▸ **To do**
Look for "Succeeded" in each line of the records, and copy the lines that have it.
▼
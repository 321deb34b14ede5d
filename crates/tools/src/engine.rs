//! Tool invocation engine.
//!
//! Resolves a call against the registry, validates its arguments, runs the
//! handler on its own task and drives the call through
//! `Pending -> Running -> {Succeeded, Failed, Cancelled}`. Partial output is
//! accumulated per call and forwarded to a [`PartialOutputSink`] in append
//! order.

use std::collections::HashMap;
use std::sync::Arc;
use std::time::Duration;

use chrono::{DateTime, Utc};
use parking_lot::Mutex;
use protocol::{
    CallToolParams, ContextItem, FailureKind, ToolCallResult, ToolFailure, ToolOutcome,
};
use serde::{Deserialize, Serialize};
use serde_json::Value;
use tokio::task::{JoinError, JoinHandle};
use tokio_util::sync::CancellationToken;
use tracing::{debug, info, warn};
use uuid::Uuid;

use crate::error::{Result, ToolError};
use crate::handler::{HandlerError, ToolInvocation};
use crate::registry::ToolRegistry;
use crate::sink::PartialOutputSink;

/// Default time a cancelled handler gets to return before it is aborted.
pub const DEFAULT_CANCEL_GRACE: Duration = Duration::from_secs(2);

#[derive(Debug, Clone, Copy, PartialEq, Eq, Hash, Serialize, Deserialize)]
#[serde(rename_all = "snake_case")]
pub enum ToolCallState {
    Pending,
    Running,
    Succeeded,
    Failed,
    Cancelled,
}

impl ToolCallState {
    pub fn is_terminal(self) -> bool {
        matches!(
            self,
            ToolCallState::Succeeded | ToolCallState::Failed | ToolCallState::Cancelled
        )
    }

    pub fn can_transition(self, to: ToolCallState) -> bool {
        matches!(
            (self, to),
            (ToolCallState::Pending, ToolCallState::Running)
                | (
                    ToolCallState::Running,
                    ToolCallState::Succeeded | ToolCallState::Failed | ToolCallState::Cancelled
                )
        )
    }

    pub fn transition(self, to: ToolCallState) -> Result<ToolCallState> {
        if self.can_transition(to) {
            Ok(to)
        } else {
            Err(ToolError::InvalidTransition { from: self, to })
        }
    }

    pub fn as_str(self) -> &'static str {
        match self {
            ToolCallState::Pending => "pending",
            ToolCallState::Running => "running",
            ToolCallState::Succeeded => "succeeded",
            ToolCallState::Failed => "failed",
            ToolCallState::Cancelled => "cancelled",
        }
    }
}

impl std::fmt::Display for ToolCallState {
    fn fmt(&self, f: &mut std::fmt::Formatter<'_>) -> std::fmt::Result {
        f.write_str(self.as_str())
    }
}

#[derive(Debug, Clone)]
pub struct EngineConfig {
    /// Overall limit for one call. `None` lets handlers run indefinitely.
    pub call_timeout: Option<Duration>,
    pub cancel_grace: Duration,
}

impl Default for EngineConfig {
    fn default() -> Self {
        Self {
            call_timeout: None,
            cancel_grace: DEFAULT_CANCEL_GRACE,
        }
    }
}

/// Point-in-time view of one live call.
#[derive(Debug, Clone, PartialEq, Serialize)]
#[serde(rename_all = "camelCase")]
pub struct ToolCallSnapshot {
    pub tool_call_id: String,
    pub tool_name: String,
    pub state: ToolCallState,
    pub context_items: Vec<ContextItem>,
    pub started_at: DateTime<Utc>,
    pub finished_at: Option<DateTime<Utc>>,
}

struct Accumulator {
    state: ToolCallState,
    items: Vec<ContextItem>,
    finished_at: Option<DateTime<Utc>>,
}

/// One call's state and partial output. Shared by the engine and the
/// handler's [`ToolContext`].
struct CallEntry {
    tool_call_id: String,
    tool_name: String,
    started_at: DateTime<Utc>,
    cancel: CancellationToken,
    acc: Mutex<Accumulator>,
}

impl CallEntry {
    fn new(tool_call_id: String, tool_name: String) -> Self {
        Self {
            tool_call_id,
            tool_name,
            started_at: Utc::now(),
            cancel: CancellationToken::new(),
            acc: Mutex::new(Accumulator {
                state: ToolCallState::Pending,
                items: Vec::new(),
                finished_at: None,
            }),
        }
    }

    fn state(&self) -> ToolCallState {
        self.acc.lock().state
    }

    fn transition(&self, to: ToolCallState) -> Result<()> {
        let mut acc = self.acc.lock();
        acc.state = acc.state.transition(to)?;
        if to.is_terminal() {
            acc.finished_at = Some(Utc::now());
        }
        debug!(tool_call_id = %self.tool_call_id, state = %to, "tool call transition");
        Ok(())
    }

    /// Append and publish under one lock so the sink sees accumulator order.
    fn append(&self, items: Vec<ContextItem>, sink: &dyn PartialOutputSink) -> Result<()> {
        let mut acc = self.acc.lock();
        if acc.state != ToolCallState::Running {
            debug!(
                tool_call_id = %self.tool_call_id,
                state = %acc.state,
                "partial output rejected"
            );
            return Err(ToolError::CallClosed {
                tool_call_id: self.tool_call_id.clone(),
                state: acc.state,
            });
        }
        if items.is_empty() {
            return Ok(());
        }
        sink.publish(&self.tool_call_id, &items);
        acc.items.extend(items);
        Ok(())
    }

    fn snapshot(&self) -> ToolCallSnapshot {
        let acc = self.acc.lock();
        ToolCallSnapshot {
            tool_call_id: self.tool_call_id.clone(),
            tool_name: self.tool_name.clone(),
            state: acc.state,
            context_items: acc.items.clone(),
            started_at: self.started_at,
            finished_at: acc.finished_at,
        }
    }

    fn items(&self) -> Vec<ContextItem> {
        self.acc.lock().items.clone()
    }
}

/// Handle given to a running handler.
#[derive(Clone)]
pub struct ToolContext {
    entry: Arc<CallEntry>,
    sink: Arc<dyn PartialOutputSink>,
}

impl ToolContext {
    pub fn tool_call_id(&self) -> &str {
        &self.entry.tool_call_id
    }

    pub fn tool_name(&self) -> &str {
        &self.entry.tool_name
    }

    /// Append one fragment to the call's output. Fails once the call has
    /// ended.
    pub fn emit(&self, item: ContextItem) -> Result<()> {
        self.entry.append(vec![item], self.sink.as_ref())
    }

    pub fn emit_all(&self, items: Vec<ContextItem>) -> Result<()> {
        self.entry.append(items, self.sink.as_ref())
    }

    pub fn is_cancelled(&self) -> bool {
        self.entry.cancel.is_cancelled()
    }

    /// Resolves once the call is cancelled or timed out.
    pub async fn cancelled(&self) {
        self.entry.cancel.cancelled().await
    }

    pub fn cancellation_token(&self) -> CancellationToken {
        self.entry.cancel.clone()
    }
}

impl std::fmt::Debug for ToolContext {
    fn fmt(&self, f: &mut std::fmt::Formatter<'_>) -> std::fmt::Result {
        f.debug_struct("ToolContext")
            .field("tool_call_id", &self.entry.tool_call_id)
            .field("tool_name", &self.entry.tool_name)
            .finish_non_exhaustive()
    }
}

enum Finished {
    Joined(std::result::Result<std::result::Result<Value, HandlerError>, JoinError>),
    Cancelled,
    TimedOut(Duration),
}

pub struct ToolEngine {
    registry: Arc<ToolRegistry>,
    sink: Arc<dyn PartialOutputSink>,
    config: EngineConfig,
    calls: Mutex<HashMap<String, Arc<CallEntry>>>,
}

impl ToolEngine {
    pub fn new(
        registry: Arc<ToolRegistry>,
        sink: Arc<dyn PartialOutputSink>,
        config: EngineConfig,
    ) -> Self {
        Self {
            registry,
            sink,
            config,
            calls: Mutex::new(HashMap::new()),
        }
    }

    pub fn registry(&self) -> &Arc<ToolRegistry> {
        &self.registry
    }

    /// Run one tool call to its terminal outcome.
    ///
    /// Unknown tools, schema violations and ids already in use are rejected
    /// before the call exists. Everything that happens after the handler
    /// starts, including panics and timeouts, is reported in the returned
    /// [`ToolCallResult`].
    pub async fn invoke(&self, params: CallToolParams) -> Result<ToolCallResult> {
        let tool = self.registry.resolve(&params.tool_name)?;
        tool.validate(&params.arguments)?;

        let tool_call_id = params
            .tool_call_id
            .unwrap_or_else(|| Uuid::new_v4().to_string());
        let entry = Arc::new(CallEntry::new(
            tool_call_id.clone(),
            params.tool_name.clone(),
        ));
        entry.transition(ToolCallState::Running)?;

        {
            let mut calls = self.calls.lock();
            if calls.contains_key(&tool_call_id) {
                return Err(ToolError::DuplicateCallId(tool_call_id));
            }
            calls.insert(tool_call_id.clone(), Arc::clone(&entry));
        }
        info!(tool_call_id = %tool_call_id, tool = %params.tool_name, "tool call started");

        let handler = tool.handler();
        let invocation = ToolInvocation {
            tool_call_id: tool_call_id.clone(),
            tool_name: params.tool_name.clone(),
            arguments: params.arguments,
        };
        let ctx = ToolContext {
            entry: Arc::clone(&entry),
            sink: Arc::clone(&self.sink),
        };
        let task = tokio::spawn(async move { handler.run(invocation, ctx).await });

        let outcome = self.supervise(&entry, task).await;
        self.calls.lock().remove(&tool_call_id);

        info!(
            tool_call_id = %tool_call_id,
            state = %entry.state(),
            "tool call finished"
        );
        Ok(ToolCallResult {
            tool_call_id,
            tool_name: params.tool_name,
            outcome,
            context_items: entry.items(),
        })
    }

    async fn supervise(
        &self,
        entry: &CallEntry,
        mut task: JoinHandle<std::result::Result<Value, HandlerError>>,
    ) -> ToolOutcome {
        let finished = tokio::select! {
            joined = &mut task => Finished::Joined(joined),
            _ = entry.cancel.cancelled() => Finished::Cancelled,
            window = deadline(self.config.call_timeout) => Finished::TimedOut(window),
        };

        let outcome = match finished {
            Finished::Joined(Ok(Ok(output))) => ToolOutcome::Succeeded { output },
            Finished::Joined(Ok(Err(e))) => ToolOutcome::Failed {
                error: ToolFailure {
                    kind: FailureKind::Handler,
                    message: e.message,
                    details: e.details,
                },
            },
            Finished::Joined(Err(e)) if e.is_panic() => {
                warn!(tool_call_id = %entry.tool_call_id, "tool handler panicked");
                ToolOutcome::Failed {
                    error: ToolFailure::new(FailureKind::Panicked, panic_message(e)),
                }
            }
            Finished::Joined(Err(_)) => ToolOutcome::Cancelled,
            Finished::Cancelled => {
                self.wind_down(entry, task).await;
                ToolOutcome::Cancelled
            }
            Finished::TimedOut(window) => {
                warn!(tool_call_id = %entry.tool_call_id, ?window, "tool call timed out");
                // Closed before winding down so late output is refused.
                let failed = entry.transition(ToolCallState::Failed).is_ok();
                entry.cancel.cancel();
                self.wind_down(entry, task).await;
                return if failed {
                    ToolOutcome::Failed {
                        error: ToolFailure::new(
                            FailureKind::Timeout,
                            format!("tool call timed out after {}ms", window.as_millis()),
                        ),
                    }
                } else {
                    ToolOutcome::Cancelled
                };
            }
        };

        // A concurrent cancel may already have closed the call.
        let target = match &outcome {
            ToolOutcome::Succeeded { .. } => ToolCallState::Succeeded,
            ToolOutcome::Failed { .. } => ToolCallState::Failed,
            ToolOutcome::Cancelled => ToolCallState::Cancelled,
        };
        match entry.transition(target) {
            Ok(()) => outcome,
            Err(_) if entry.state() == ToolCallState::Cancelled => ToolOutcome::Cancelled,
            Err(e) => {
                warn!(tool_call_id = %entry.tool_call_id, error = %e, "unexpected transition");
                outcome
            }
        }
    }

    /// Give a signalled handler `cancel_grace` to return, then abort it.
    async fn wind_down(
        &self,
        entry: &CallEntry,
        mut task: JoinHandle<std::result::Result<Value, HandlerError>>,
    ) {
        if tokio::time::timeout(self.config.cancel_grace, &mut task)
            .await
            .is_err()
        {
            debug!(tool_call_id = %entry.tool_call_id, "aborting unresponsive handler");
            task.abort();
        }
    }

    /// Request cancellation of a running call.
    ///
    /// The call moves to Cancelled immediately and accepts no further
    /// output; its handler is signalled to stop. Returns `false` if no live
    /// call has this id or it already reached a terminal state.
    pub fn cancel(&self, tool_call_id: &str) -> bool {
        let Some(entry) = self.calls.lock().get(tool_call_id).cloned() else {
            debug!(tool_call_id, "cancel for unknown or finished call");
            return false;
        };
        let closed = entry.transition(ToolCallState::Cancelled).is_ok();
        entry.cancel.cancel();
        if closed {
            info!(tool_call_id, "tool call cancelled");
        }
        closed
    }

    /// Cancel every live call. Returns how many were cancelled.
    pub fn cancel_all(&self) -> usize {
        let ids: Vec<String> = self.calls.lock().keys().cloned().collect();
        ids.iter().filter(|id| self.cancel(id)).count()
    }

    /// Append progress reported from outside the handler (for example by
    /// the IDE executing the call).
    pub fn append_partial(&self, tool_call_id: &str, items: Vec<ContextItem>) -> Result<()> {
        let entry = self.calls.lock().get(tool_call_id).cloned();
        match entry {
            Some(entry) => entry.append(items, self.sink.as_ref()),
            None => Err(ToolError::UnknownCall(tool_call_id.to_string())),
        }
    }

    pub fn snapshot(&self, tool_call_id: &str) -> Option<ToolCallSnapshot> {
        self.calls
            .lock()
            .get(tool_call_id)
            .map(|entry| entry.snapshot())
    }

    /// Ids of every live call.
    pub fn active(&self) -> Vec<String> {
        let mut ids: Vec<String> = self.calls.lock().keys().cloned().collect();
        ids.sort();
        ids
    }
}

impl std::fmt::Debug for ToolEngine {
    fn fmt(&self, f: &mut std::fmt::Formatter<'_>) -> std::fmt::Result {
        f.debug_struct("ToolEngine")
            .field("tools", &self.registry.len())
            .field("active", &self.calls.lock().len())
            .field("config", &self.config)
            .finish()
    }
}

async fn deadline(window: Option<Duration>) -> Duration {
    match window {
        Some(window) => {
            tokio::time::sleep(window).await;
            window
        }
        None => std::future::pending().await,
    }
}

fn panic_message(error: JoinError) -> String {
    let payload = error.into_panic();
    if let Some(message) = payload.downcast_ref::<&str>() {
        format!("tool handler panicked: {message}")
    } else if let Some(message) = payload.downcast_ref::<String>() {
        format!("tool handler panicked: {message}")
    } else {
        "tool handler panicked".to_string()
    }
}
▲
▸ **Exercise response**
//! `Pending -> Running -> {Succeeded, Failed, Cancelled}`. Partial output is
    Succeeded,
            ToolCallState::Succeeded | ToolCallState::Failed | ToolCallState::Cancelled
                    ToolCallState::Succeeded | ToolCallState::Failed | ToolCallState::Cancelled
            ToolCallState::Succeeded => "succeeded",
            Finished::Joined(Ok(Ok(output))) => ToolOutcome::Succeeded { output },
            ToolOutcome::Succeeded { .. } => ToolCallState::Succeeded,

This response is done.